This is the Socket.IO v1.x Client Library for Java, which is simply ported from the JavaScript client.
See also:
The latest artifact is available on Maven Central. You'll also need dependencies to install.
WARNING: The package name was changed to "io.socket" on v0.6.1 or later. Please make sure to update your dependency settings.
Add the following dependency to your pom.xml
.
<dependencies>
<dependency>
<groupId>io.socket</groupId>
<artifactId>socket.io-client</artifactId>
<version>0.8.3</version>
</dependency>
</dependencies>
Add it as a gradle dependency for Android Studio, in build.gradle
:
compile ('io.socket:socket.io-client:0.8.3') {
// excluding org.json which is provided by Android
exclude group: 'org.json', module: 'json'
}
Socket.IO-client Java has almost the same api and features with the original JS client. You use IO#socket
to initialize Socket
:
socket = IO.socket("http://localhost");
socket.on(Socket.EVENT_CONNECT, new Emitter.Listener() {
@Override
public void call(Object... args) {
socket.emit("foo", "hi");
socket.disconnect();
}
}).on("event", new Emitter.Listener() {
@Override
public void call(Object... args) {}
}).on(Socket.EVENT_DISCONNECT, new Emitter.Listener() {
@Override
public void call(Object... args) {}
});
socket.connect();
This Library uses org.json to parse and compose JSON strings:
// Sending an object
JSONObject obj = new JSONObject();
obj.put("hello", "server");
obj.put("binary", new byte[42]);
socket.emit("foo", obj);
// Receiving an object
socket.on("foo", new Emitter.Listener() {
@Override
public void call(Object... args) {
JSONObject obj = (JSONObject)args[0];
}
});
Options are supplied as follows:
IO.Options opts = new IO.Options();
opts.forceNew = true;
opts.reconnection = false;
socket = IO.socket("http://localhost", opts);
You can supply query parameters with the query
option. NB: if you don't want to reuse a cached socket instance when the query parameter changes, you should use the forceNew
option, the use case might be if your app allows for a user to logout, and a new user to login again:
IO.Options opts = new IO.Options();
opts.forceNew = true;
opts.query = "auth_token=" + authToken;
Socket socket = IO.socket("http://localhost", opts);
You can get a callback with Ack
when the server received a message:
socket.emit("foo", "woot", new Ack() {
@Override
public void call(Object... args) {}
});
And vice versa:
// ack from client to server
socket.on("foo", new Emitter.Listener() {
@Override
public void call(Object... args) {
Ack ack = (Ack) args[args.length - 1];
ack.call();
}
});
SSL (HTTPS, WSS) settings:
// default settings for all sockets
IO.setDefaultSSLContext(mySSLContext);
IO.setDefaultHostnameVerifier(myHostnameVerifier);
// set as an option
opts = new IO.Options();
opts.sslContext = mySSLContext;
opts.hostnameVerifier = myHostnameVerifier;
socket = IO.socket("https://localhost", opts);
See the Javadoc for more details.
http://socketio.github.io/socket.io-client-java/apidocs/
You can access transports and their HTTP headers as follows.
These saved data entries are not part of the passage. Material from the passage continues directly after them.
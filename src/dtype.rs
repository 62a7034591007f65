use crate::error::{CustomError, Result};

/// Numeric element type recognized at the read/write API boundary.
#[derive(Debug, Clone, Copy, PartialEq, Eq)]
pub enum Dtype {
    I8,
    F32,
    F64,
}

impl Dtype {
    pub fn parse(name: &str) -> Result<Self> {
        match name {
            "i8" => Ok(Dtype::I8),
            "f32" => Ok(Dtype::F32),
            "f64" => Ok(Dtype::F64),
            other => Err(CustomError::UnsupportedDtype {
                dtype: other.to_string(),
            }),
        }
    }
}

impl std::str::FromStr for Dtype {
    type Err = CustomError;

    fn from_str(s: &str) -> Result<Self> {
        Dtype::parse(s)
    }
}

/// Buffer memory order requested at the read API boundary.
#[derive(Debug, Clone, Copy, PartialEq, Eq)]
pub enum Layout {
    /// "C" — row-major / individual-major.
    RowMajor,
    /// "F" — column-major / variant-major.
    ColumnMajor,
}

impl Layout {
    pub fn parse(name: &str) -> Result<Self> {
        match name {
            "C" => Ok(Layout::RowMajor),
            "F" => Ok(Layout::ColumnMajor),
            other => Err(CustomError::UnsupportedLayout {
                layout: other.to_string(),
            }),
        }
    }
}

impl std::str::FromStr for Layout {
    type Err = CustomError;

    fn from_str(s: &str) -> Result<Self> {
        Layout::parse(s)
    }
}
use bedrs::cli;
use clap::Parser;
use miette::IntoDiagnostic;

fn main() -> miette::Result<()> {
    let args = cli::Args::parse();
    cli::run(&args).into_diagnostic()
}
// Called upon transport creation.
socket.io().on(Manager.EVENT_TRANSPORT, new Emitter.Listener() {
@Override
public void call(Object... args) {
Transport transport = (Transport)args[0];
transport.on(Transport.EVENT_REQUEST_HEADERS, new Emitter.Listener() {
@Override
public void call(Object... args) {
@SuppressWarnings("unchecked")
Map<String, List<String>> headers = (Map<String, List<String>>)args[0];
// modify request headers
headers.put("Cookie", Arrays.asList("foo=1;"));
}
});
transport.on(Transport.EVENT_RESPONSE_HEADERS, new Emitter.Listener() {
@Override
public void call(Object... args) {
@SuppressWarnings("unchecked")
Map<String, List<String>> headers = (Map<String, List<String>>)args[0];
// access response headers
String cookie = headers.get("Set-Cookie").get(0);
}
});
}
});
This library supports all of the features the JS client does, including events, options and upgrading transport. Android is fully supported.